The Global Initiative for Asthma (GINA) is on a medical publication blitz to improve awareness about their 2021 recommendations for asthma management and prevention.
Their Global Strategy for Asthma Management and Prevention, as published earlier this year and reported in the limbic, included for the first time a two-track approach to asthma treatment.
GINA has also for years led the move away from SABA only treatment of even mild asthma in adults and adolescents.
Professor Helen Reddel told the limbic that the GINA 2021 Executive Summary on Asthma Management and Prevention is being simultaneously published in the American Journal of Respiratory and Critical Care Medicine, European Respiratory Journal, Respirology, Archivos de Broncopneumologia and the Journal of Allergy and Clinical Immunology in Practice.
The aim is to reach clinicians, including GPs, respiratory physicians and allergy specialists, across the world.
“It’s a good opportunity to explain the key recommendations and to explain the rationale for some of the recent changes. This is an attempt to get much wider awareness of doing the basics well for asthma management globally. For Australia, it also provides some thinking points.”
Professor Reddel, Chair of the GINA Science Committee and Research Leader at the Woolcock Institute of Medical Research, said that despite the evolution of strong evidence against SABA-only treatment, the issue had been contentious.
“This recommendation is based on evidence. The evidence is mounting about risks of overuse of SABA and the long term risk of OCS, even occasional courses, so anything that reduces those risks needs to be thought about seriously.”
She said GINA’s approach to mild asthma was to think about asthma management as a whole, not just one treatment step in isolation, which is the conventional way of developing guidelines.
“So what happens if you start treatment just with a blue SABA puffer? After the patient has been taking that for a few months or a few years and has learned to rely on it, what is the impact then on your ability to persuade them to take regular preventive treatment, even when they have no symptoms, to reduce their risk of severe attacks?”
“That’s part of the rationale for GINA recommending as-needed-only, low dose ICS-formoterol in step 1 – for patients with asthma symptoms less than twice a month – even though there are no studies in that very mild population.”
“In addition, there is no particular reason to think of asthma being different in those people compared with patients who have symptoms more than twice a month.
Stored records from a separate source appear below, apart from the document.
//! The telephony provider the worker issues credentials against.

use std::time::Duration;

use async_trait::async_trait;
use chrono::{DateTime, Utc};
use serde::{Deserialize, Serialize};

use crate::{config::WorkerConfig, error::ProviderError};

const REQUEST_TIMEOUT: Duration = Duration::from_secs(15);

#[derive(Serialize, Debug, Clone, PartialEq)]
pub struct CredentialRequest {
    pub connection_name: String,
    pub user_name: String,
    pub password: String,
    pub ttl: u64,
}

/// What the provider sent back. Any field may be missing; the worker fills
/// in defaults.
#[derive(Deserialize, Debug, Default, Clone, PartialEq)]
pub struct ProviderCredential {
    #[serde(default, alias = "sip_username")]
    pub user_name: Option<String>,
    #[serde(default, alias = "sip_password")]
    pub password: Option<String>,
    #[serde(default)]
    pub expires_at: Option<DateTime<Utc>>,
    #[serde(default)]
    pub realm: Option<String>,
    #[serde(default)]
    pub sip_uri: Option<String>,
    #[serde(default)]
    pub ice_servers: Option<Vec<IceServer>>,
}

#[derive(Deserialize, Debug, Clone, PartialEq)]
pub struct IceServer {
    pub urls: IceUrls,
    #[serde(default)]
    pub username: Option<String>,
    #[serde(default)]
    pub credential: Option<String>,
}

#[derive(Deserialize, Debug, Clone, PartialEq)]
#[serde(untagged)]
pub enum IceUrls {
    One(String),
    Many(Vec<String>),
}

impl IceUrls {
    pub fn to_vec(&self) -> Vec<String> {
        match self {
            IceUrls::One(url) => vec![url.clone()],
            IceUrls::Many(urls) => urls.clone(),
        }
    }
}

#[derive(Deserialize)]
#[serde(untagged)]
enum Envelope {
    Wrapped { data: ProviderCredential },
    Bare(ProviderCredential),
}

#[async_trait]
pub trait CredentialProvider: Send + Sync {
    async fn create_credential(
        &self,
        request: &CredentialRequest,
    ) -> Result<ProviderCredential, ProviderError>;
}

pub struct TelnyxProvider {
    client: reqwest::Client,
    api_key: String,
    base_url: String,
}

impl TelnyxProvider {
    pub fn new(api_key: impl Into<String>, base_url: impl Into<String>) -> Self {
        let client = reqwest::Client::builder()
            .timeout(REQUEST_TIMEOUT)
            .build()
            .unwrap_or_default();

        TelnyxProvider {
            client,
            api_key: api_key.into(),
            base_url: base_url.into(),
        }
    }

    pub fn from_config(config: &WorkerConfig) -> Self {
        Self::new(
            config.api_key.clone().unwrap_or_default(),
            config.api_base_url.clone(),
        )
    }

    fn endpoint(&self) -> String {
        format!("{}/credential_connections", self.base_url.trim_end_matches('/'))
    }
}

#[async_trait]
impl CredentialProvider for TelnyxProvider {
    async fn create_credential(
        &self,
        request: &CredentialRequest,
    ) -> Result<ProviderCredential, ProviderError> {
        let response = self
            .client
            .post(self.endpoint())
            .bearer_auth(&self.api_key)
            .json(request)
            .send()
            .await?;

        let status = response.status();
        let body = response.text().await?;

        if !status.is_success() {
            return Err(ProviderError::Http {
                status: status.as_u16(),
                body,
            });
        }

        if body.trim().is_empty() {
            return Ok(ProviderCredential::default());
        }

        Ok(match serde_json::from_str(&body)? {
            Envelope::Wrapped { data } => data,
            Envelope::Bare(credential) => credential,
        })
    }
}

#[cfg(test)]
mod tests {
    use super::*;
    use tokio::{
        io::{AsyncReadExt, AsyncWriteExt},
        net::TcpListener,
        task::JoinHandle,
    };

    /// Serves exactly one HTTP response and hands back the raw request.
    async fn respond_once(status_line: &'static str, body: &'static str) -> (String, JoinHandle<String>) {
        let listener = TcpListener::bind("127.0.0.1:0").await.unwrap();
        let base_url = format!("http://{}/v2", listener.local_addr().unwrap());

        let server = tokio::spawn(async move {
            let (mut stream, _) = listener.accept().await.unwrap();
            let mut request = Vec::new();
            let mut buf = [0u8; 4096];

            loop {
                let read = stream.read(&mut buf).await.unwrap();
                if read == 0 {
                    break;
                }
                request.extend_from_slice(&buf[..read]);

                let text = String::from_utf8_lossy(&request);
                if let Some(header_end) = text.find("\r\n\r\n") {
                    let content_length = text[..header_end]
                        .lines()
                        .find_map(|line| {
                            let (name, value) = line.split_once(':')?;
                            name.eq_ignore_ascii_case("content-length")
                                .then(|| value.trim().parse::<usize>().ok())
                                .flatten()
                        })
                        .unwrap_or(0);

                    if request.len() >= header_end + 4 + content_length {
                        break;
                    }
                }
            }

            let response = format!(
                "{}\r\ncontent-type: application/json\r\ncontent-length: {}\r\nconnection: close\r\n\r\n{}",
                status_line,
                body.len(),
                body
            );
            stream.write_all(response.as_bytes()).await.unwrap();
            stream.shutdown().await.ok();

            String::from_utf8_lossy(&request).into_owned()
        });

        (base_url, server)
    }

    fn request() -> CredentialRequest {
        CredentialRequest {
            connection_name: "webrtc-johndoe1700000000000".to_owned(),
            user_name: "johndoe1700000000000".to_owned(),
            password: "s3cret".to_owned(),
            ttl: 86_400,
        }
    }

    #[tokio::test]
    async fn posts_bearer_authenticated_json() {
        let (base_url, server) = respond_once(
            "HTTP/1.1 201 Created",
            r#"{"data":{"user_name":"johndoe1700000000000","realm":"sip.example.com"}}"#,
        )
        .await;

        let provider = TelnyxProvider::new("KEY123", base_url);
        let credential = provider.create_credential(&request()).await.unwrap();
        let raw_request = server.await.unwrap();

        assert!(raw_request.starts_with("POST /v2/credential_connections "));
        assert!(raw_request
            .to_ascii_lowercase()
            .contains("authorization: bearer key123"));
        assert!(raw_request.contains(r#""connection_name":"webrtc-johndoe1700000000000""#));
        assert!(raw_request.contains(r#""ttl":86400"#));

        assert_eq!(credential.user_name.as_deref(), Some("johndoe1700000000000"));
        assert_eq!(credential.realm.as_deref(), Some("sip.example.com"));
        assert!(credential.ice_servers.is_none());
    }

    #[tokio::test]
    async fn non_success_status_carries_status_and_body() {
        let (base_url, server) = respond_once(
            "HTTP/1.1 422 Unprocessable Entity",
            r#"{"errors":[{"detail":"name taken"}]}"#,
        )
        .await;

        let provider = TelnyxProvider::new("KEY123", base_url);
        let error = provider.create_credential(&request()).await.unwrap_err();
        server.await.unwrap();

        match &error {
            ProviderError::Http { status, body } => {
                assert_eq!(*status, 422);
                assert!(body.contains("name taken"));
            }
            other => panic!("unexpected error: {other:?}"),
        }
        assert!(error.to_string().starts_with("Telnyx API error: 422"));
    }

    #[test]
    fn bare_response_with_string_and_list_urls() {
        let envelope: Envelope = serde_json::from_str(
            r#"{
                "sip_username": "alice",
                "ice_servers": [
                    {"urls": "stun:stun.example.com:3478"},
                    {"urls": ["turn:turn.example.com:3478"], "username": "alice", "credential": "pw"}
                ]
            }"#,
        )
        .unwrap();

        let Envelope::Bare(credential) = envelope else {
            panic!("expected a bare credential");
        };
        let servers = credential.ice_servers.unwrap();

        assert_eq!(credential.user_name.as_deref(), Some("alice"));
        assert_eq!(servers[0].urls.to_vec(), vec!["stun:stun.example.com:3478"]);
        assert_eq!(servers[1].credential.as_deref(), Some("pw"));
    }
}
This treatment option is highly effective in reducing the progression to needing OCS when increased doses are taken as asthma is worsening.”
Professor Reddel said a paper published in Lancet Respiratory Medicine in February showed that in patients with mild asthma, taking more than two puffs of as-needed ICS-formoterol in a single day reduced their risk of a severe attack in the following three weeks by about three-quarters compared to treatment with just a blue SABA puffer, and to the same extent as if they had been taking regular daily ICS.
A similar effect has been seen in maintenance and reliever therapy (MART) with ICS-formoterol.
MART for children
In children 6-11 years with moderate to severe asthma, GINA has recommended MART with budesonide-formoterol as one of several treatment options at steps 3 and 4. Other ICS-formoterol formulations have not yet been studied for MART in children.
The vexed issue is that MART is only approved for that age group in a handful of countries – New Zealand, Brazil, Indonesia, Mexico, The Philippines, Switzerland and Thailand.
“So in about 120 countries, MART is approved for 12 years and up but not so many countries have it approved for children,” Professor Reddel said.
Yet it had the potential to drive a substantial reduction in the risk of severe attacks in children, with a lower dose of ICS.
The sticking point for some is that the evidence is from a single 2006 study, however the GINA recommendation is not out of step with other guidelines.
“The new US guidelines in 2020 recommended MART for children aged 4-11 years with moderate to severe asthma, after a GRADE review of the evidence, despite there being only one study. So it’s not just GINA recommending it.”
“The US guidelines went further than GINA and made it the preferred treatment for that age group of children rather than just one of several preferred options which is what is in GINA.”